Wednesday, August 24, 2011

No Apartheid in Israel


Note: From time to time, I'll be sharing posts from other bloggers who have greater credibility or authority than I have on the subject they are addressing.  This post was originally written by journalist, Stan Goodenough on Wednesday, March 9, 2011. Stan and his family live in Jerusalem, Israel.

This post originally appeared at his blog, Jerusalem Watchman "No Apartheid Here" 

Stan, who is from South Africa, has a unique understanding of what we call "apartheid." Here is Stan's edited post. ( I have posted a link at the bottom if you want to read it in its entirety.)

Anti-Israel groups and individuals in about 14 countries are currently caught up in claiming that Israel engages is apartheid against the Palestinians who live there. 

The goal of these outraged organizers, their purpose is to force Israel to convert to a one-man-one-vote democracy. They hope to achieve in Israel what they did with South Africa.

Luminaries who promote the idea that Israel perpetrates the same sins South Africa once did are former US President Jimmy Carter and Liberation Theology “Christian” Archbishop Desmond Tutu.

Together with United Nations investigators and human rights groups, they have all rallied around this “sexy” lie: Israel is an apartheid state.

Is there any justification for this? Any at all?

What was apartheid?

In 1948, the year Israel declared independence, South Africa’s white government began enacting laws to enforce the segregation of different races.

Known as the “Apartheid Laws,” they would apply to people who, until that time, had all been South African citizens; they would solidify the power and dominance of the whites.

Like carefully placed bricks in a wall, the legislation established an enduring edifice of institutionalized racial discrimination. It would persist for 46 years and wreck tens of millions of lives with massive injustice and suffering. The minority whites, for our part, directly benefitted from the system, enjoying one of the highest standards of living in the world.

Dismantled in the early 1990s – largely due to intensified international pressure – its painful legacy wracks that nation until today – a woe for which there is no anticipated cure.

I am a South African who was born into, and lived through nearly half of, the apartheid era. During my childhood and teenage years my family relocated repeatedly, living in every corner of that country. I changed schools 13 times, and in three years as a member of the South African Defense Forces I was stationed in five different military bases across the land. I know South Africa well.  I know apartheid well. I know Israel well.

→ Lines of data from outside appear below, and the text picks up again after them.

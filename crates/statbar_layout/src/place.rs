//! Piece placement.
//!
//! Every window keeps two cursors. Left-aligned pieces start at the left
//! cursor and push it right; right-aligned pieces end at the right cursor
//! and pull it left. Pieces arrive in rendering order, which is why the
//! scanner puts later right-aligned text first.

use serde::Serialize;
use statbar_diagnostic::{Diagnostic, DiagnosticSink, ErrorCode};
use statbar_ir::{Align, Color, Piece, Style};

use crate::config::{BarConfig, FontSpec};
use crate::window::BarWindow;

/// Measures rendered text.
pub trait TextMeasure {
    /// Advance width of `text` set in `font`.
    fn measure(&self, font: &FontSpec, text: &str) -> u32;
}

impl<M: TextMeasure + ?Sized> TextMeasure for &M {
    fn measure(&self, font: &FontSpec, text: &str) -> u32 {
        (**self).measure(font, text)
    }
}

/// Draw one piece into one window.
#[derive(Clone, Debug, Eq, PartialEq, Serialize)]
pub struct DrawOp {
    pub window: usize,
    /// Left edge, relative to the window. Negative when right-aligned
    /// content overflows the window.
    pub x: i64,
    pub width: u32,
    pub text: String,
    pub font: u32,
    pub foreground: Color,
    pub background: Color,
}

/// A window as the renderer needs it for one frame.
#[derive(Copy, Clone, Debug, Eq, PartialEq, Serialize)]
pub struct FrameWindow {
    pub index: usize,
    pub width: u32,
    pub height: u32,
    pub background: Color,
}

/// Everything needed to draw one input line.
#[derive(Clone, Debug, Default, Eq, PartialEq, Serialize)]
pub struct Frame {
    pub windows: Vec<FrameWindow>,
    pub ops: Vec<DrawOp>,
}

impl Frame {
    /// Draw ops for one window, in drawing order.
    pub fn ops_for(&self, window: usize) -> impl Iterator<Item = &DrawOp> + '_ {
        self.ops.iter().filter(move |op| op.window == window)
    }
}

/// Places pieces into a fixed set of windows.
pub struct Layout<'a, M> {
    config: &'a BarConfig,
    windows: &'a [BarWindow],
    measure: M,
    fallback_font: FontSpec,
}

impl<'a, M: TextMeasure> Layout<'a, M> {
    pub fn new(config: &'a BarConfig, windows: &'a [BarWindow], measure: M) -> Self {
        Layout {
            config,
            windows,
            measure,
            fallback_font: FontSpec::fallback(),
        }
    }

    pub fn windows(&self) -> &'a [BarWindow] {
        self.windows
    }

    /// Lay out one line's pieces.
    pub fn frame(&self, pieces: &[Piece], mut sink: impl DiagnosticSink) -> Frame {
        let windows: Vec<FrameWindow> = self
            .windows
            .iter()
            .enumerate()
            .map(|(index, window)| FrameWindow {
                index,
                width: window.rect.width,
                height: window.rect.height,
                background: self.config.background,
            })
            .collect();
        let mut left = vec![0_i64; windows.len()];
        let mut right: Vec<i64> = windows.iter().map(|w| i64::from(w.width)).collect();
        let mut ops = Vec::new();

        for piece in pieces {
            let font = self.font_index(piece.style.font, &mut sink);
            let spec = self
                .config
                .fonts
                .get(font as usize)
                .unwrap_or(&self.fallback_font);
            let width = self.measure.measure(spec, &piece.text);
            let foreground = piece.style.foreground.unwrap_or(self.config.foreground);
            let background = piece.style.background.unwrap_or(self.config.background);

            for window in target_windows(&piece.style, windows.len()) {
                let x = match piece.style.align {
                    Align::Left => {
                        let x = left[window];
                        left[window] += i64::from(width);
                        x
                    }
                    Align::Right => {
                        right[window] -= i64::from(width);
                        right[window]
                    }
                };
                tracing::trace!(window, x, width, text = %piece.text, "placed piece");
                ops.push(DrawOp {
                    window,
                    x,
                    width,
                    text: piece.text.clone(),
                    font,
                    foreground,
                    background,
                });
            }
        }

        Frame { windows, ops }
    }

    /// The font index to draw with; out-of-range indices fall back to 0.
    fn font_index(&self, font: u32, sink: &mut impl DiagnosticSink) -> u32 {
        let loaded = self.config.fonts.len();
        if (font as usize) < loaded {
            return font;
        }
        sink.emit(
            Diagnostic::warning(ErrorCode::L0001)
                .with_message(format!("invalid font index `{font}`, using `0`"))
                .with_note(format!("{loaded} font(s) loaded")),
        );
        0
    }
}

/// Windows a piece is drawn on.
///
/// With no screens listed, every window not excluded. Otherwise the listed
/// screens that exist and are not excluded, in listed order.
fn target_windows(style: &Style, count: usize) -> Vec<usize> {
    if style.screens.is_empty() {
        return (0..count)
            .filter(|&index| u32::try_from(index).is_ok_and(|screen| style.shows_on(screen)))
            .collect();
    }
    style
        .screens
        .iter()
        .filter(|&screen| !style.not_screens.contains(screen))
        .filter_map(|screen| usize::try_from(screen).ok())
        .filter(|&index| index < count)
        .collect()
}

And believe me, no factual or accurate comparisons can be drawn between that South Africa and this Israel.
None whatsoever.

Let me tell you what Israel would have to do to qualify as an apartheid state. But first, a couple of clarifications:

The charge is that Israel’s treatment of the Palestinian Arabs is similar to White South Africa’s treatment of South African black citizens (which included full-blood “Africans,” mixed-race “coloreds” and the descendants of immigrant Asian laborers).

The whole argument collapses right there, because the Palestinian Arabs have never been Israeli citizens. Nor did/do they have any national history as “Palestinians” – neither in Israel nor anywhere else. They are Arabs – their country of origin is Arabia.

For starters, then, it is fallacious to compare Israel’s relationship with the Palestinian Arabs in any area to the apartheid governments’ relationships with their black South African citizens.

Let us then turn to the Israel’s Arab citizens. Most are also Palestinian Arabs, but unlike the majority of their people – who remain stateless – they were willing to take citizenship and be integrated into the country of Israel.

Israeli Arabs comprise a little over 1.5 million of Israel’s 7.7 million citizens – approximately 20 percent of the population. They are, therefore, a minority. They live in 15 towns and cities, mostly in and around the Galilee. They have full voting rights. Five Arab political parties are represented in the Knesset; there are 14 Arab members of Knesset, one has attained to a ministerial portfolio, one is a former and another is a current deputy Knesset Speaker.

Israeli Arabs enjoy complete freedom in their country. They can live, study, work and travel where they please. They have national health coverage and enjoy the same benefits as their fellow, Jewish, citizens.

What they do not have to do, is serve in the IDF (although some Druze and some Bedouin choose to do so and have served with distinction; even laying down their lives.)

The majority of Israel’s Arabs identify their nationality as “Palestinian.” Many, including some of the parliamentarians, openly support the PLO goal to destroy Jewish Israel and replace it with a Muslim Palestine.

To suggest that Arabs in Israel live in any way comparable to the miserable existence endured by black South Africans is to do a terrible injustice both to Israel and to apartheid’s victims.